Ah—the personal is political, you say. Like Hemingway’s
Eccelesiastes-inspired depiction of his “lost generation” in The Sun Also Rises, can’t we read the
various futile relationships so convincingly depicted in this novel as an
allegorical representation of the current Israeli generation and “situation”?
The many biblical allusions in the novel, not only to Kohelet but also to Song of Songs and the stories of King David in
I and II Samuel certainly indicate a desire on Oz’s part to project the Danon
family story against the literary history of the Israelite nation and thus
widen the significance of these somewhat neglected texts.

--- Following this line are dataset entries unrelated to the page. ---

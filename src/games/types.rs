use serde::{Deserialize, Serialize};
use std::fmt;

/// Side of a coin. Serialized as `0` (heads) / `1` (tails).
#[derive(Debug, Clone, Copy, Serialize, Deserialize, PartialEq, Eq, Hash)]
#[serde(into = "u8", try_from = "u8")]
pub enum CoinSide {
    Heads,
    Tails,
}

impl CoinSide {
    pub fn as_bit(self) -> u8 {
        match self {
            CoinSide::Heads => 0,
            CoinSide::Tails => 1,
        }
    }
}

impl From<CoinSide> for u8 {
    fn from(side: CoinSide) -> u8 {
        side.as_bit()
    }
}

impl TryFrom<u8> for CoinSide {
    type Error = String;

    fn try_from(value: u8) -> Result<Self, Self::Error> {
        match value {
            0 => Ok(CoinSide::Heads),
            1 => Ok(CoinSide::Tails),
            other => Err(format!("Invalid coin side {}, expected 0 (heads) or 1 (tails)", other)),
        }
    }
}

impl fmt::Display for CoinSide {
    fn fmt(&self, f: &mut fmt::Formatter<'_>) -> fmt::Result {
        match self {
            CoinSide::Heads => write!(f, "heads"),
            CoinSide::Tails => write!(f, "tails"),
        }
    }
}

impl std::str::FromStr for CoinSide {
    type Err = String;

    fn from_str(s: &str) -> Result<Self, Self::Err> {
        match s.to_ascii_lowercase().as_str() {
            "heads" | "h" | "0" => Ok(CoinSide::Heads),
            "tails" | "t" | "1" => Ok(CoinSide::Tails),
            other => Err(format!("Unknown coin side '{}'", other)),
        }
    }
}

/// The single in-flight game
#[derive(Debug, Clone, PartialEq, Eq, Serialize, Deserialize)]
#[serde(rename_all = "camelCase")]
pub struct Game {
    pub game_id: u64,
    pub number_of_coins: u32,
}

/// An open bet waiting for its game to resolve
#[derive(Debug, Clone, PartialEq, Serialize, Deserialize)]
#[serde(rename_all = "camelCase")]
pub struct Bet {
    pub bet_id: u64,
    pub game_id: u64,
    pub user_id: u64,
    pub wager: f64,
    pub side: CoinSide,
    pub number_correct: u32,
    pub potential_payout: f64,
}

/// Result of tossing every coin of a game, in toss order
#[derive(Debug, Clone, PartialEq, Eq, Serialize, Deserialize)]
#[serde(transparent)]
pub struct SimulationOutcome(Vec<CoinSide>);

impl SimulationOutcome {
    pub fn new(sides: Vec<CoinSide>) -> Self {
        Self(sides)
    }

    /// Build from raw bits, heads = 0 and tails = anything else
    pub fn from_bits(bits: &[u8]) -> Self {
        Self(
            bits.iter()
                .map(|&b| if b == 0 { CoinSide::Heads } else { CoinSide::Tails })
                .collect(),
        )
    }

    pub fn sides(&self) -> &[CoinSide] {
        &self.0
    }

    pub fn len(&self) -> usize {
        self.0.len()
    }

    pub fn is_empty(&self) -> bool {
        self.0.is_empty()
    }

    pub fn tails_count(&self) -> u32 {
        self.0.iter().map(|side| side.as_bit() as u32).sum()
    }

    pub fn heads_count(&self) -> u32 {
        self.0.len() as u32 - self.tails_count()
    }
}

/// Emitted once per game, before any of its bet results
#[derive(Debug, Clone, PartialEq, Serialize, Deserialize)]
#[serde(rename_all = "camelCase")]
pub struct GameResultEvent {
    pub game_id: u64,
    pub number_of_coins: u32,
    pub simulation_result: SimulationOutcome,
    /// Unix milliseconds
    pub timestamp: u64,
}

/// Emitted once per settled bet
#[derive(Debug, Clone, PartialEq, Serialize, Deserialize)]
#[serde(rename_all = "camelCase")]
pub struct BetResultEvent {
    pub bet_id: u64,
    pub game_id: u64,
    pub user_id: u64,
    pub wager: f64,
    pub side: CoinSide,
    pub number_of_coins: u32,
    pub number_correct: u32,
    /// Zero when the bet lost
    pub payout: f64,
    /// Unix milliseconds
    pub timestamp: u64,
}

impl BetResultEvent {
    pub fn is_win(&self) -> bool {
        self.payout > 0.0
    }
}

/// Everything observers can receive
#[derive(Debug, Clone, PartialEq, Serialize, Deserialize)]
#[serde(tag = "eventType", content = "eventObject")]
pub enum GameEvent {
    GameResult(GameResultEvent),
    BetResult(BetResultEvent),
}

impl GameEvent {
    pub fn game_id(&self) -> u64 {
        match self {
            GameEvent::GameResult(event) => event.game_id,
            GameEvent::BetResult(event) => event.game_id,
        }
    }
}

/// Read-only preview of a prospective bet.
///
/// `flat_payout` is what placement actually records; `multiplier_payout`
/// is what the combinatorial odds would pay.
#[derive(Debug, Clone, PartialEq, Serialize, Deserialize)]
#[serde(rename_all = "camelCase")]
pub struct BetQuote {
    pub wager: f64,
    pub number_of_coins: u32,
    pub number_correct: u32,
    pub probability: f64,
    pub multiplier: f64,
    pub multiplier_payout: f64,
    pub flat_payout: f64,
}

/// Full record of a resolved game, returned by the settlement task
#[derive(Debug, Clone, PartialEq, Serialize, Deserialize)]
#[serde(rename_all = "camelCase")]
pub struct SettledGame {
    pub game_result: GameResultEvent,
    pub bet_results: Vec<BetResultEvent>,
}

/// Current time as Unix milliseconds
pub(crate) fn now_millis() -> u64 {
    chrono::Utc::now().timestamp_millis().max(0) as u64
}
//! Event fan-out to observers
//!
//! Two delivery paths share one ordering: synchronous callbacks run in
//! registration order, and a broadcast channel feeds async consumers.
//! A panicking callback is logged and skipped; the rest still run.

use crate::games::types::GameEvent;
use std::panic::{catch_unwind, AssertUnwindSafe};
use std::sync::{Arc, RwLock};
use tokio::sync::broadcast;

/// Observer callback registered with `subscribe`
pub type EventCallback = Arc<dyn Fn(&GameEvent) + Send + Sync>;

pub struct EventBus {
    callbacks: RwLock<Vec<EventCallback>>,
    tx: broadcast::Sender<GameEvent>,
}

impl EventBus {
    pub fn new(channel_capacity: usize) -> Self {
        let (tx, _rx) = broadcast::channel(channel_capacity.max(1));
        Self {
            callbacks: RwLock::new(Vec::new()),
            tx,
        }
    }

    /// Register a callback for every future event
    pub fn subscribe<F>(&self, callback: F)
    where
        F: Fn(&GameEvent) + Send + Sync + 'static,
    {
        self.callbacks
            .write()
            .unwrap_or_else(|poisoned| poisoned.into_inner())
            .push(Arc::new(callback));
    }

    /// Receive every future event on a broadcast channel
    pub fn subscribe_channel(&self) -> broadcast::Receiver<GameEvent> {
        self.tx.subscribe()
    }

    pub fn subscriber_count(&self) -> usize {
        self.callbacks
            .read()
            .unwrap_or_else(|poisoned| poisoned.into_inner())
            .len()
    }

    /// Deliver one event to every observer
    pub fn emit(&self, event: GameEvent) {
        // Snapshot so callbacks may subscribe without deadlocking
        let callbacks: Vec<EventCallback> = self
            .callbacks
            .read()
            .unwrap_or_else(|poisoned| poisoned.into_inner())
            .clone();

        for (index, callback) in callbacks.iter().enumerate() {
            if catch_unwind(AssertUnwindSafe(|| callback(&event))).is_err() {
                tracing::warn!(
                    "Observer {} panicked handling event for game {}; continuing delivery",
                    index,
                    event.game_id()
                );
            }
        }

        // No receivers is fine
        let _ = self.tx.send(event);
    }
}
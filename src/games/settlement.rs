//! Settlement rule
//!
//! A bet wins when at least `number_correct` coins landed on its side. A win
//! pays the payout fixed at placement, a loss pays nothing.

use crate::games::types::{Bet, BetResultEvent, CoinSide};

/// Whether a bet on `side` needing `number_correct` matches wins
pub fn bet_wins(side: CoinSide, number_correct: u32, heads_count: u32, tails_count: u32) -> bool {
    match side {
        CoinSide::Heads => heads_count >= number_correct,
        CoinSide::Tails => tails_count >= number_correct,
    }
}

/// Resolve one bet against the toss counts of its game
pub fn settle_bet(
    bet: &Bet,
    number_of_coins: u32,
    heads_count: u32,
    tails_count: u32,
    timestamp: u64,
) -> BetResultEvent {
    let payout = if bet_wins(bet.side, bet.number_correct, heads_count, tails_count) {
        bet.potential_payout
    } else {
        0.0
    };

    BetResultEvent {
        bet_id: bet.bet_id,
        game_id: bet.game_id,
        user_id: bet.user_id,
        wager: bet.wager,
        side: bet.side,
        number_of_coins,
        number_correct: bet.number_correct,
        payout,
        timestamp,
    }
}

#[cfg(test)]
mod tests {
    use super::*;

    fn bet(side: CoinSide, number_correct: u32) -> Bet {
        Bet {
            bet_id: 7,
            game_id: 3,
            user_id: 1234,
            wager: 10.0,
            side,
            number_correct,
            potential_payout: 19.6,
        }
    }

    #[test]
    fn test_heads_bet() {
        let result = settle_bet(&bet(CoinSide::Heads, 2), 3, 2, 1, 99);
        assert_eq!(result.payout, 19.6);
        assert_eq!(result.number_of_coins, 3);
        assert_eq!(result.timestamp, 99);
        assert!(result.is_win());

        let result = settle_bet(&bet(CoinSide::Heads, 2), 3, 1, 2, 99);
        assert_eq!(result.payout, 0.0);
        assert!(!result.is_win());
    }

    #[test]
    fn test_tails_bet() {
        assert!(bet_wins(CoinSide::Tails, 3, 0, 3));
        assert!(!bet_wins(CoinSide::Tails, 3, 1, 2));
    }

    #[test]
    fn test_zero_correct_always_wins() {
        assert!(bet_wins(CoinSide::Heads, 0, 0, 5));
        assert!(bet_wins(CoinSide::Tails, 0, 5, 0));
    }

    #[test]
    fn test_result_copies_bet_fields() {
        let result = settle_bet(&bet(CoinSide::Tails, 1), 1, 0, 1, 0);
        assert_eq!(result.bet_id, 7);
        assert_eq!(result.game_id, 3);
        assert_eq!(result.user_id, 1234);
        assert_eq!(result.wager, 10.0);
        assert_eq!(result.side, CoinSide::Tails);
        assert_eq!(result.number_correct, 1);
    }
}
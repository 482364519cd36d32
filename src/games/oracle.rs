//! Outcome oracles
//!
//! An oracle stands in for a slow external randomness source: it waits, then
//! reports how each coin of the active game landed.

use crate::config::SimulationConfig;
use crate::games::types::{CoinSide, Game, SimulationOutcome};
use async_trait::async_trait;
use rand::rngs::StdRng;
use rand::{Rng, SeedableRng};
use std::collections::VecDeque;
use std::sync::Mutex;
use std::time::Duration;

/// Source of toss outcomes for the active game
#[async_trait]
pub trait OutcomeOracle: Send + Sync {
    /// Wait for and return the outcome of tossing `game.number_of_coins` coins
    async fn toss(&self, game: &Game) -> SimulationOutcome;
}

/// Fair coins from a general-purpose PRNG, after a uniformly random delay
pub struct RandomOracle {
    min_delay_ms: u64,
    max_delay_ms: u64,
    rng: Mutex<StdRng>,
}

impl RandomOracle {
    pub fn new(config: &SimulationConfig) -> Self {
        let rng = match config.rng_seed {
            Some(seed) => StdRng::seed_from_u64(seed),
            None => StdRng::from_entropy(),
        };
        Self {
            min_delay_ms: config.min_delay_ms,
            max_delay_ms: config.max_delay_ms.max(config.min_delay_ms),
            rng: Mutex::new(rng),
        }
    }

    fn with_rng<T>(&self, f: impl FnOnce(&mut StdRng) -> T) -> T {
        // A poisoned RNG is still a usable RNG
        let mut rng = self.rng.lock().unwrap_or_else(|poisoned| poisoned.into_inner());
        f(&mut rng)
    }

    /// Draw the pretend-oracle latency
    pub fn draw_delay(&self) -> Duration {
        let ms = self.with_rng(|rng| rng.gen_range(self.min_delay_ms..=self.max_delay_ms));
        Duration::from_millis(ms)
    }

    /// Toss `number_of_coins` fair coins
    pub fn draw_outcome(&self, number_of_coins: u32) -> SimulationOutcome {
        let sides: Vec<CoinSide> = self.with_rng(|rng| {
            (0..number_of_coins)
                .map(|_| if rng.gen_bool(0.5) { CoinSide::Tails } else { CoinSide::Heads })
                .collect()
        });
        SimulationOutcome::new(sides)
    }
}

#[async_trait]
impl OutcomeOracle for RandomOracle {
    async fn toss(&self, game: &Game) -> SimulationOutcome {
        let delay = self.draw_delay();
        tracing::info!(
            "...pretend oracle response for game {}, waiting {:.2} seconds",
            game.game_id,
            delay.as_secs_f64()
        );
        tokio::time::sleep(delay).await;
        self.draw_outcome(game.number_of_coins)
    }
}

/// Replays predetermined outcomes in order.
///
/// Once the script is exhausted the last outcome keeps being returned.
pub struct ScriptedOracle {
    delay: Duration,
    script: Mutex<VecDeque<SimulationOutcome>>,
    last: Mutex<SimulationOutcome>,
}

impl ScriptedOracle {
    pub fn new(first: SimulationOutcome) -> Self {
        Self {
            delay: Duration::ZERO,
            script: Mutex::new(VecDeque::from([first.clone()])),
            last: Mutex::new(first),
        }
    }

    /// Queue another outcome after the ones already scripted
    pub fn then(self, outcome: SimulationOutcome) -> Self {
        self.script
            .lock()
            .unwrap_or_else(|poisoned| poisoned.into_inner())
            .push_back(outcome);
        self
    }

    /// Wait this long before answering
    pub fn with_delay(mut self, delay: Duration) -> Self {
        self.delay = delay;
        self
    }

    fn next_outcome(&self) -> SimulationOutcome {
        let next = self
            .script
            .lock()
            .unwrap_or_else(|poisoned| poisoned.into_inner())
            .pop_front();
        let mut last = self.last.lock().unwrap_or_else(|poisoned| poisoned.into_inner());
        if let Some(outcome) = next {
            *last = outcome;
        }
        last.clone()
    }
}

#[async_trait]
impl OutcomeOracle for ScriptedOracle {
    async fn toss(&self, _game: &Game) -> SimulationOutcome {
        if !self.delay.is_zero() {
            tokio::time::sleep(self.delay).await;
        }
        self.next_outcome()
    }
}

Perhaps. At the end of the day, however, what lends Oto hayam its singular power, prompting
more than one critic to judge it Oz’s best work ever, is the spare, elegance of
the writing and the precise registering of individual pain. There is much to be
depressed about in this novel. Almost all the characters suffer great losses
that together represent a kind of endless cycle of bereavement. Albert loses
Rico to his Himalayan wanderings and Rico in turn loses his Sri-Lankan
street-boy companion to the street. All of the characters in this novel are
adrift, skeptical, and vulnerable.
As such, in
Kohelet-esque fashion, they experiment with potential sources of meaning:
wealth and merry-making, fame, and wisdom. Exhausting all other possibilities,
the biblical Kohelet concludes that
all one can do in this life is fear God and keep the commandments. Oz’s secular
variation on the Ecclesiastes theme ultimately comes down in favor of love and
in the momentary insights that accompany the vocation of writing. “It wouldn’t
be a bad thing,” muses the Narrator “to leave behind a few lines worthy of
their name.” There are more than a few worthy lines in this novel. In the
spirit of Sukkot, the Jewish harvest holiday, we give thanks.